++++ EXCERPTED RECORDS ++++

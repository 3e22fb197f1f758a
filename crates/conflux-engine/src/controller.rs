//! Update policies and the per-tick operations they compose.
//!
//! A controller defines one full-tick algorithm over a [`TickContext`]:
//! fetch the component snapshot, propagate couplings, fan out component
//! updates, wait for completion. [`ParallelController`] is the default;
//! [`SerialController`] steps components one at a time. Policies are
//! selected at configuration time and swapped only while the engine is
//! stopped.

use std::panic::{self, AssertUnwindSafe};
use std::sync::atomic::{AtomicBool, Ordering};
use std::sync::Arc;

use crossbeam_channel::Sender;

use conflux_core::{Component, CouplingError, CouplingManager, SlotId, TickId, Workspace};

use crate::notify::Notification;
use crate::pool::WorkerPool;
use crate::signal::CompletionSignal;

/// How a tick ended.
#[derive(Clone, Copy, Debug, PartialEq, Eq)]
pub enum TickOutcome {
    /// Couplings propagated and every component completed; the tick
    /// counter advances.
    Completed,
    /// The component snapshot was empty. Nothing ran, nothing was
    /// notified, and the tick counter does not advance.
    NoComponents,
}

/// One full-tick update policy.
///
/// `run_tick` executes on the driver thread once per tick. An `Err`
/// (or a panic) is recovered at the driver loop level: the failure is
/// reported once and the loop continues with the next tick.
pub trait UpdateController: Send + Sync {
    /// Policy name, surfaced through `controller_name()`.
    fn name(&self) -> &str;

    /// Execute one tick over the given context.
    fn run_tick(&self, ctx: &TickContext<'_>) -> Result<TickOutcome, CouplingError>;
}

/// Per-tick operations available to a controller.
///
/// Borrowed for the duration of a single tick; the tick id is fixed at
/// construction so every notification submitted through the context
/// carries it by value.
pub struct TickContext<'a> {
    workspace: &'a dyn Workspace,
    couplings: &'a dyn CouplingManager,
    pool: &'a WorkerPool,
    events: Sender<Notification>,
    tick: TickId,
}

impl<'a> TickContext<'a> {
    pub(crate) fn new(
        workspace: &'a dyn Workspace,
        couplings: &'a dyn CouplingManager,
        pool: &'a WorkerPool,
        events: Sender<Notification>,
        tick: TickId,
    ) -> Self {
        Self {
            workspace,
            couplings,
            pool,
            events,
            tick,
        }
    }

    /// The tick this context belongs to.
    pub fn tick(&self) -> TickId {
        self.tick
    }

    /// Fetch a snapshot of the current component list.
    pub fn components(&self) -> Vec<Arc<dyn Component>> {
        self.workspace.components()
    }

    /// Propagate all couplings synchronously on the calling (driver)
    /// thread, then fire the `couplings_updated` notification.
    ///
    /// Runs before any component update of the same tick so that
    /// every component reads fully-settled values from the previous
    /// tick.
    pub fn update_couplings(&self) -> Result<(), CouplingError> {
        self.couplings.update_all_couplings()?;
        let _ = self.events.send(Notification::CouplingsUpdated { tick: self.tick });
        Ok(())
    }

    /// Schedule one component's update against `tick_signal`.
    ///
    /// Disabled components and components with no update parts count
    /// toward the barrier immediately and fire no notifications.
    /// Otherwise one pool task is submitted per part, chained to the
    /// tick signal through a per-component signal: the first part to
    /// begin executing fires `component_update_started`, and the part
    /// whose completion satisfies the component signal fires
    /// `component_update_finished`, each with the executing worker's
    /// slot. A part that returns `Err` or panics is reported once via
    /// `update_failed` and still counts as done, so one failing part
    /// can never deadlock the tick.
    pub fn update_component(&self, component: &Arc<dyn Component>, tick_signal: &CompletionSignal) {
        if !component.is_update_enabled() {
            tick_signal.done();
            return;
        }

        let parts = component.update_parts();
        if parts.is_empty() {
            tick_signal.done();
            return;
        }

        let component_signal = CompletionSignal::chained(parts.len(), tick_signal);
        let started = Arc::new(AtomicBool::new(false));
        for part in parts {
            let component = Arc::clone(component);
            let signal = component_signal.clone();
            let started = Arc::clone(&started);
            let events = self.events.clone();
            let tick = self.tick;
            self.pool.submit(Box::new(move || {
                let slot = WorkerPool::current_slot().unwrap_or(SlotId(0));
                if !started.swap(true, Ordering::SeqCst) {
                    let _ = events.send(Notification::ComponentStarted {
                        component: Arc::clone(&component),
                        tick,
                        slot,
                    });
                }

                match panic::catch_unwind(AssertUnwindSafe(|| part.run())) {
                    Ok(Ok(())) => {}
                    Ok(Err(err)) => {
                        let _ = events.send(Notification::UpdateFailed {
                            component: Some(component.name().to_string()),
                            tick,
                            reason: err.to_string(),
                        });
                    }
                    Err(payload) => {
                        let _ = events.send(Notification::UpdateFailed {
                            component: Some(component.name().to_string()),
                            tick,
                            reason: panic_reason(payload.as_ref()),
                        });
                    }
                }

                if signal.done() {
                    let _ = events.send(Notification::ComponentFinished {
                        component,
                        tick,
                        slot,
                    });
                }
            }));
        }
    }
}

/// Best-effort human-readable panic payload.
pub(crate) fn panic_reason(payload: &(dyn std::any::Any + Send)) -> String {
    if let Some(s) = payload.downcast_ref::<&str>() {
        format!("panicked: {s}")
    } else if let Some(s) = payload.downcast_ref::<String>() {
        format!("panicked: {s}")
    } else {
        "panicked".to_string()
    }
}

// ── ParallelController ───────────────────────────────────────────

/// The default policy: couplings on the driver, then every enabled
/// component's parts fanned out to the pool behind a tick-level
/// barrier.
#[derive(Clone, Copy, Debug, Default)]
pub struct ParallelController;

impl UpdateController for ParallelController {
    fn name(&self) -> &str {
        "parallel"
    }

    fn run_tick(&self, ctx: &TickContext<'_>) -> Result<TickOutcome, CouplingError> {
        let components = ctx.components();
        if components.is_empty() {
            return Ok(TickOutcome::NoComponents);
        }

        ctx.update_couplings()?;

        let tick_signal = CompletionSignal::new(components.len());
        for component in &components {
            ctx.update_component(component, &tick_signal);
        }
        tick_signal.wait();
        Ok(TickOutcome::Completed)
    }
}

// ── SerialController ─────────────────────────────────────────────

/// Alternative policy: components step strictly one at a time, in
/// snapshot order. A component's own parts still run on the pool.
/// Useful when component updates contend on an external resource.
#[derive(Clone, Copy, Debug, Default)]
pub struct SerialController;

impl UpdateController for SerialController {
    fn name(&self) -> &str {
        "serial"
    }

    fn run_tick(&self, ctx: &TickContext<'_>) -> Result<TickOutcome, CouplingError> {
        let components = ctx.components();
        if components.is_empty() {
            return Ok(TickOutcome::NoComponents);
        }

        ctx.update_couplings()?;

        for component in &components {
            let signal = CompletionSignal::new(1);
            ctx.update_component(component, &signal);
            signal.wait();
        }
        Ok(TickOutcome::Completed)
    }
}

++++
++++ EXCERPTED RECORDS ++++

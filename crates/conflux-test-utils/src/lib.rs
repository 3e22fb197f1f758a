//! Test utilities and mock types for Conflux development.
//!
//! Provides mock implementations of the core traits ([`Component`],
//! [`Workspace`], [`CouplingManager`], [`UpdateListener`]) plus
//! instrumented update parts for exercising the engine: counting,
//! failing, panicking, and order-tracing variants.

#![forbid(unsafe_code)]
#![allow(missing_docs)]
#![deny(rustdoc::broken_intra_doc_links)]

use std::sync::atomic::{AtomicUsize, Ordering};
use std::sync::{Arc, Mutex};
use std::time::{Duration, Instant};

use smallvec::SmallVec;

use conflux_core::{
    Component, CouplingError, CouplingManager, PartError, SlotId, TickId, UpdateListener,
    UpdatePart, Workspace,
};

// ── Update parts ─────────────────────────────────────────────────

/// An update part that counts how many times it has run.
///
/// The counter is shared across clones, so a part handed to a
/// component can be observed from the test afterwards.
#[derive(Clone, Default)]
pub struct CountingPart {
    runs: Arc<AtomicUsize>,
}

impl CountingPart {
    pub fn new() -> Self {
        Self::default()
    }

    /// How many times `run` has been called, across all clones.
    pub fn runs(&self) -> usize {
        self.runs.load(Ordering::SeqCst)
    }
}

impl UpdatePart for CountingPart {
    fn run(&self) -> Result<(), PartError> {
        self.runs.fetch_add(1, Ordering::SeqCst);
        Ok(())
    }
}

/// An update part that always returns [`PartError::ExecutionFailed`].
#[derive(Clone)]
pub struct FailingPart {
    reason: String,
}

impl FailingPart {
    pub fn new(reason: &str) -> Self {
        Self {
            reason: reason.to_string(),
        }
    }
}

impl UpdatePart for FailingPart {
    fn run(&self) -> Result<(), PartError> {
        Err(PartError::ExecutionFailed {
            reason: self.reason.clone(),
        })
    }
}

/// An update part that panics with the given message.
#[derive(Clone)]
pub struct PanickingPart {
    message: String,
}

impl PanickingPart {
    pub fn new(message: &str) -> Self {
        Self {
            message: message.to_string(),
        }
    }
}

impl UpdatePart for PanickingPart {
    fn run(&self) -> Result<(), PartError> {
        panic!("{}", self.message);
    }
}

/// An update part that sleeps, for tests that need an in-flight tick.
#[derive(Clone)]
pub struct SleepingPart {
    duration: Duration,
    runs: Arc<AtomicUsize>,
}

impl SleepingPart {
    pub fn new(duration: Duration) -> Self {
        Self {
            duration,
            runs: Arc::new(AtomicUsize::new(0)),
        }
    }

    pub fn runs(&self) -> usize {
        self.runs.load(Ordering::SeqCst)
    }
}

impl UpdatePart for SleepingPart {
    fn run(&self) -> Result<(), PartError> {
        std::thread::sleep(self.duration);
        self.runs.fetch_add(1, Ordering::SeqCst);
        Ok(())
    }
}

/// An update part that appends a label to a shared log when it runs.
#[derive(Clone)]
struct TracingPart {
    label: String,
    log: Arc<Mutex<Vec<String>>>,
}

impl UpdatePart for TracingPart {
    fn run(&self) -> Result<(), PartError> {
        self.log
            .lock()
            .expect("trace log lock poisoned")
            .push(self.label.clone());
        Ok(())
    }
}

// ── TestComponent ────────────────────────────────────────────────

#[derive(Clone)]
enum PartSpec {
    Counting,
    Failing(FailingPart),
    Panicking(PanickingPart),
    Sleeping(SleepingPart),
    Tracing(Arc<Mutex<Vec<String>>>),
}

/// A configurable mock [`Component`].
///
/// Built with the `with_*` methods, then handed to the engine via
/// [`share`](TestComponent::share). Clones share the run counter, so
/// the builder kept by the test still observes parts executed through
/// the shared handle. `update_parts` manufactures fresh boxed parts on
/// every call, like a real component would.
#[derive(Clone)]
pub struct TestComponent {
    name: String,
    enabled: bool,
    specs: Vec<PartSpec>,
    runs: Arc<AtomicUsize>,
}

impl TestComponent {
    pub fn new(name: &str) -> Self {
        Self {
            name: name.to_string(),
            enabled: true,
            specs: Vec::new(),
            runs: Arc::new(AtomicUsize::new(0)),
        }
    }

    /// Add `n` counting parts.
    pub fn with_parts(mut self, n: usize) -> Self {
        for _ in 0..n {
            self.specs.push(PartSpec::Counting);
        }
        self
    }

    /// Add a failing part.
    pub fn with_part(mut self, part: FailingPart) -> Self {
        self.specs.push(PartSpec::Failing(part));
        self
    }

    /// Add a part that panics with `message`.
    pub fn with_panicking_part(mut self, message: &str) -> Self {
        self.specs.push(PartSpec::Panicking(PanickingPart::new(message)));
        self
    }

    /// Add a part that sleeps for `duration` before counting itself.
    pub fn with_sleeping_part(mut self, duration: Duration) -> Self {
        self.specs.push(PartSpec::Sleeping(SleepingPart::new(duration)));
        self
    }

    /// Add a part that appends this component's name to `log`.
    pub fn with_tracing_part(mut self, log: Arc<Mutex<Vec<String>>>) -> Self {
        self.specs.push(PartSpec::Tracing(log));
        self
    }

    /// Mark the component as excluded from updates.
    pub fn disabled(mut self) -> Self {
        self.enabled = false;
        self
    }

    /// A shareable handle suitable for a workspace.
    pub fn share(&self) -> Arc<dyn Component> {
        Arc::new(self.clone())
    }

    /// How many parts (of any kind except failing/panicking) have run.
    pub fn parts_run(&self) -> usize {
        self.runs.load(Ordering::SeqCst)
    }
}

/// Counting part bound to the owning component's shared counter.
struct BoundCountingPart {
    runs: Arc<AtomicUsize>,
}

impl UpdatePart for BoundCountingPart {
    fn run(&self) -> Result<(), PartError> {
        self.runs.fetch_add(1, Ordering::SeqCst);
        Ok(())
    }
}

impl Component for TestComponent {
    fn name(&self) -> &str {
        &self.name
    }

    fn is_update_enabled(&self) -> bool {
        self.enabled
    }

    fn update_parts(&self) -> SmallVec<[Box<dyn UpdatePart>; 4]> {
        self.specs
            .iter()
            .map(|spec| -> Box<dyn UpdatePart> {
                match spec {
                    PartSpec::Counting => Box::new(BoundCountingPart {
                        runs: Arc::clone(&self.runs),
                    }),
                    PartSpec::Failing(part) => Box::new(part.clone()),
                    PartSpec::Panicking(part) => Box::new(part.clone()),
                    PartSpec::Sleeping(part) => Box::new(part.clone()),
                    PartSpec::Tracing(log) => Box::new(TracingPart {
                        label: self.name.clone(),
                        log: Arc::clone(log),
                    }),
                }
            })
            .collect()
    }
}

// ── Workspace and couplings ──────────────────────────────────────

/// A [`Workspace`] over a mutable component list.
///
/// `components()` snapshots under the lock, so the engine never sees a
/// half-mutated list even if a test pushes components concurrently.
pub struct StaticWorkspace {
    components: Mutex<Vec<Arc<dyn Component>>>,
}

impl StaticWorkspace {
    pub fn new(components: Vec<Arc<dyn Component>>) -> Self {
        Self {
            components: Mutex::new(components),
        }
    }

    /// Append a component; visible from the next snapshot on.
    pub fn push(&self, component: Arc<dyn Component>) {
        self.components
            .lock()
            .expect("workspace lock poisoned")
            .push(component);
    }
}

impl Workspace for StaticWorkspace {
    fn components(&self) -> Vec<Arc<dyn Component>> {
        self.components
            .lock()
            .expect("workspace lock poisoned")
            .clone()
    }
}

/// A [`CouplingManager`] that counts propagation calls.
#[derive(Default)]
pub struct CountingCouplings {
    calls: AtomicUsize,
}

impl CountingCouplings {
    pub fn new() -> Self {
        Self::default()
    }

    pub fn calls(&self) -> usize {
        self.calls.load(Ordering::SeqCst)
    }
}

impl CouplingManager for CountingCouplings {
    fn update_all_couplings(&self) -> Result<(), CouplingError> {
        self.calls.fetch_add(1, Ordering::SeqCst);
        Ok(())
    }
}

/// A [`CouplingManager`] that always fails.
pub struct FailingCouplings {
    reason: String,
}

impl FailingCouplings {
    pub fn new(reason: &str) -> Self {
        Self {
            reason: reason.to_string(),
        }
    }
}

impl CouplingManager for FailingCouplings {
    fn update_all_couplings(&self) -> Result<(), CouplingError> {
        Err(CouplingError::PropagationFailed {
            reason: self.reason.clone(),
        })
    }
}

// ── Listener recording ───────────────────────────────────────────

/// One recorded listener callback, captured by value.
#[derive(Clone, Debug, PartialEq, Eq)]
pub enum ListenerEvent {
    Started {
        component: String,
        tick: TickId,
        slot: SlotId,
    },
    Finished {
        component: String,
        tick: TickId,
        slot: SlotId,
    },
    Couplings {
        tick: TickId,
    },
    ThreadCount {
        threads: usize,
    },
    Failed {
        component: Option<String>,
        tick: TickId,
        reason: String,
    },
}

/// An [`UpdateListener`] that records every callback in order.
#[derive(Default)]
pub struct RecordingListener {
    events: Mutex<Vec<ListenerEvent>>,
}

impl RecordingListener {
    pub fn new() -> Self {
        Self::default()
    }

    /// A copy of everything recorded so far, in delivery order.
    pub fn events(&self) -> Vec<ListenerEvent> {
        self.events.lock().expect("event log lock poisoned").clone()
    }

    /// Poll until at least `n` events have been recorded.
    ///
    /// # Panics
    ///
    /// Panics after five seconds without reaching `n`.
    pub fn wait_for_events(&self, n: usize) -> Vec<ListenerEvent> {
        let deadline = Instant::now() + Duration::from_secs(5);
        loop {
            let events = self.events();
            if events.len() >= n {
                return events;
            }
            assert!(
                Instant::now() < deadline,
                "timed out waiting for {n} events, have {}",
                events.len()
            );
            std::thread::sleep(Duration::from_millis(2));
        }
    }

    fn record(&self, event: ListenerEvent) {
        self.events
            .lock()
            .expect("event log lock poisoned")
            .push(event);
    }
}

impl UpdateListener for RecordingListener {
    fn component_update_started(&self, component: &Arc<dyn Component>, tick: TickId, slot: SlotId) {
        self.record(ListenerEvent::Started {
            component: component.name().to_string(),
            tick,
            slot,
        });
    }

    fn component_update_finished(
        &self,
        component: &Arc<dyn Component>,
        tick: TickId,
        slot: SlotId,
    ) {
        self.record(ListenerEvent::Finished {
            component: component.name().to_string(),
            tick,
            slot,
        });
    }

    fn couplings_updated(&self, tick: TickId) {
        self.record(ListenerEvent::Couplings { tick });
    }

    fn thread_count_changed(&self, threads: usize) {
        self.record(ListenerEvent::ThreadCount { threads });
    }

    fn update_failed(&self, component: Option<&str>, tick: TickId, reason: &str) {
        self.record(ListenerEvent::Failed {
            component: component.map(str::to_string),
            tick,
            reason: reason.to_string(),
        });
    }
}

++++

## [PROBLEM DESCRIPTION]
Gather each line in the data that holds the string "UpdateListener".

## [EXERCISE RESULT]
//! [`Workspace`], [`CouplingManager`], [`UpdateListener`]) plus
    Component, CouplingError, CouplingManager, PartError, SlotId, TickId, UpdateListener,
/// An [`UpdateListener`] that records every callback in order.
impl UpdateListener for RecordingListener {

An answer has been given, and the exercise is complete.